Interview on 11/02/23 at 10:51 A.M. with Staff verified that the garment buttons were present in Patient #5's physical chart but were not documented on the property form.

This deficiency represents non-compliance investigated under Substantial Allegation OH00146846.

PATIENT RIGHTS: CARE IN SAFE SETTING

Tag No.: A0144

Based on medical record review, observations made during facility tour, staff interview and facility policy review, the facility failed to ensure the patients' right to care in a safe setting for one of 10 patients reviewed (Patient #9). This had the potential to affect patients in the Adult and Adolescent Behavioral unit. The facility's census was 47.

Findings include:

1. The low acuity Adult Behavioral unit was toured on 11/01/23 at 3:00 PM. Six patients were observed to be sitting in a locked room watching a large flat screen television. A small sign on the glass surrounding the room revealed the room was the Noisy Activity Room. There was no staff member visible in the room. This surveyor attempted to open the door and found it to be locked. As Staff A, present during the tour, looked around the unit, a staff member was observed walking up to the Noisy Activity Room. The staff member used her badge to enter the room. It was confirmed with Staff A that the staff member should have been in the activity room to monitor the patients.

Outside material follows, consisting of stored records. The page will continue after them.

// Copyright (c) Meta Platforms, Inc. and affiliates.

// This software may be used and distributed according to the terms of the
// GNU General Public License version 2.

//! schedsim - Play a JSON scenario against the scheduler core.

use std::path::PathBuf;

use anyhow::{Context, Result};
use clap::Parser;
use tracing::info;
use tracing_subscriber::EnvFilter;

use sched_core::SchedTunables;
use sched_sim::scenario::{parse_duration_ns, parse_seed};
use sched_sim::{CpuId, Scenario, SimFormat, Simulator, Trace, SIM_LOCK};

/// Play a scheduling scenario and summarize where the CPU time went.
#[derive(Parser, Debug)]
#[command(name = "schedsim", author, version, about, long_about = None)]
struct Cli {
    /// Path to a JSON scenario file.
    scenario: PathBuf,

    /// Tunables as inline JSON, or `f:PATH` to read them from a file.
    /// Replaces the scenario's own tunables.
    #[arg(long)]
    tunables: Option<String>,

    /// PRNG seed (u64 or "entropy"). Drives tick jitter.
    #[arg(long, env = "SCHEDSIM_SEED")]
    seed: Option<String>,

    /// Simulation end time, e.g. "1s", "500ms". A bare number is ns.
    #[arg(long, value_name = "DURATION")]
    duration: Option<String>,

    /// Run the structural invariant checks throughout.
    #[arg(long)]
    check: bool,

    /// Print the scheduling domain tree after the run.
    #[arg(long)]
    dump_domains: bool,

    /// Print trace events to stderr.
    #[arg(long)]
    dump_trace: bool,

    /// Include ticks in the trace dump.
    #[arg(long, requires = "dump_trace")]
    ticks: bool,

    /// Print the summary as JSON instead of a table.
    #[arg(long)]
    json: bool,

    /// Log verbosity when RUST_LOG is unset. Repeat for more.
    #[arg(short, long, action = clap::ArgAction::Count)]
    verbose: u8,
}

fn init_tracing(verbose: u8) {
    let filter = match std::env::var("RUST_LOG") {
        Ok(s) if !s.is_empty() => EnvFilter::from_default_env(),
        _ => EnvFilter::new(match verbose {
            0 => "warn",
            1 => "info",
            2 => "debug",
            _ => "trace",
        }),
    };
    let _ = tracing_subscriber::fmt()
        .with_env_filter(filter)
        .with_writer(std::io::stderr)
        .event_format(SimFormat)
        .try_init();
}

fn load_scenario(cli: &Cli) -> Result<Scenario> {
    let mut scenario = Scenario::load(&cli.scenario)?;
    if let Some(t) = &cli.tunables {
        scenario.tunables = SchedTunables::parse(t)?;
    }
    if let Some(seed) = &cli.seed {
        scenario.seed = parse_seed(Some(seed));
    }
    if let Some(d) = &cli.duration {
        scenario.duration_ns = parse_duration_ns(d).context("--duration")?;
    }
    if cli.check {
        scenario.check_invariants = true;
    }
    Ok(scenario)
}

fn pct(part: u64, whole: u64) -> f64 {
    if whole == 0 {
        0.0
    } else {
        part as f64 * 100.0 / whole as f64
    }
}

fn print_table(sim: &Simulator, trace: &Trace) {
    let end = trace.end_ns();
    println!("{:<16} {:>8} {:>14} {:>7} {:>8} {:>6}", "TASK", "PID", "RUNTIME_NS", "CPU%", "SWITCHES", "MIGR");
    for (pid, name) in trace.tasks() {
        let rt = trace.total_runtime(pid);
        println!(
            "{:<16} {:>8} {:>14} {:>6.1}% {:>8} {:>6}",
            name,
            pid.0,
            rt,
            pct(rt, end),
            trace.schedule_count(pid),
            trace.migrations(pid)
        );
    }
    println!();
    println!("{:<6} {:>14} {:>7} {:>7}", "CPU", "BUSY_NS", "UTIL%", "ONLINE");
    for c in 0..sim.sched().nr_cpus() {
        let cpu = CpuId(c as u32);
        let busy = trace.busy_time(cpu);
        let online = if sim.sched().online.has(cpu) { "yes" } else { "no" };
        println!("{:<6} {:>14} {:>6.1}% {:>7}", c, busy, pct(busy, end), online);
    }

    let rejected: Vec<_> = trace.rejections().collect();
    if !rejected.is_empty() {
        println!();
        for (what, err) in rejected {
            println!("rejected: {what}: {err}");
        }
    }
    for v in trace.violations() {
        println!("violation: {v}");
    }
    println!();
    println!("loadavg: {}", sim.sched().loadavg_string());
}

fn summary_json(sim: &Simulator, trace: &Trace) -> serde_json::Value {
    let tasks: Vec<_> = trace
        .tasks()
        .map(|(pid, name)| {
            serde_json::json!({
                "name": name,
                "pid": pid.0,
                "runtime_ns": trace.total_runtime(pid),
                "exec_runtime_ns": trace.exec_runtime(pid),
                "switches": trace.schedule_count(pid),
                "migrations": trace.migrations(pid),
            })
        })
        .collect();
    let cpus: Vec<_> = (0..sim.sched().nr_cpus())
        .map(|c| {
            let cpu = CpuId(c as u32);
            serde_json::json!({
                "cpu": c,
                "busy_ns": trace.busy_time(cpu),
                "online": sim.sched().online.has(cpu),
            })
        })
        .collect();
    let rejected: Vec<_> = trace
        .rejections()
        .map(|(what, err)| serde_json::json!({ "what": what, "error": err.to_string() }))
        .collect();
    serde_json::json!({
        "end_ns": trace.end_ns(),
        "tasks": tasks,
        "cpus": cpus,
        "rejected": rejected,
        "violations": trace.violations(),
        "loadavg": sim.sched().loadavg_string(),
    })
}

fn run(cli: &Cli) -> Result<()> {
    let scenario = load_scenario(cli)?;
    info!(path = %cli.scenario.display(), cpus = scenario.nr_cpus(), "loaded scenario");

    let _lock = SIM_LOCK.lock().unwrap_or_else(|e| e.into_inner());
    let mut sim = Simulator::new(scenario)?;
    let trace = sim.run();

    if cli.dump_trace {
        eprint!("{}", trace.format(cli.ticks));
    }
    if cli.dump_domains {
        println!("{}", sim.sched().dump_domains());
    }
    if cli.json {
        println!("{}", serde_json::to_string_pretty(&summary_json(&sim, &trace))?);
    } else {
        print_table(&sim, &trace);
    }
    if !trace.violations().is_empty() {
        anyhow::bail!("{} invariant violations", trace.violations().len());
    }
    Ok(())
}

fn main() -> Result<()> {
    let cli = Cli::parse();
    init_tracing(cli.verbose);
    run(&cli)
}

The Adolescent 100 Unit was toured on 11/02/23 at 3:30 PM. Seven patients were observed in the Noisy Activity room. No staff member was observed in the locked room in order to monitor the patients. The staff member assigned to monitor the patients in the activity room was observed walking in the activity room moments later. Staff A, present during the tour, confirmed that patients should not be left alone in the locked Noisy Activity room.

2. Review of the medical record of Patient #9 revealed the patient was admitted to the facility on 08/18/23. The patient was admitted from an Emergency Department after cutting herself. The patient reported being sad about a previous suicide attempt. The patient was ordered to have an every 15 minute level of observation.

A nurse's note dated 08/22/23 at 6:30 PM stated staff observed the patient in the Quiet Room. Upon entering the room to check on the patient, the nurse observed the patient trying to cut her left forearm with a comb. The patient became combative when a staff member attempted to take the comb away from her and was placed in seclusion. The patient was discharged on 08/26/23.

The facility policy titled, Contraband, was reviewed on 11/03/23 at 4:20 PM. According to the policy, upon admission a thorough search will be made of the patient, purses, pockets, luggage, and belongings. Staff will attempt to send any contraband back with family or place contraband items in the designated locations. Staff will consider the following to be contraband:
a. Any item deemed unsafe by any staff member.
b. Grooming equipment including combs.

The Adolescent 100 Unit was toured on 11/02/23 at 3:30 PM. Observation of the patient rooms revealed one large black wide-tooth comb in a bucket placed in a cubby shelf next to bed 1 in room 101. The teeth of the comb were noted to be bent in numerous directions and also very sharp to the touch. Two additional combs were observed in the bathroom of this room. It was confirmed with Staff A, present during the tour, that the combs could be used for cutting, were considered contraband, and should not be left in a patient's room without supervision.

Staff A was interviewed on 11/03/23 at 4:25 PM. It was confirmed that the combs should be considered contraband and placed in a designated location.

The deficiency represents non-compliance investigated under Substantial Allegation OH00146755.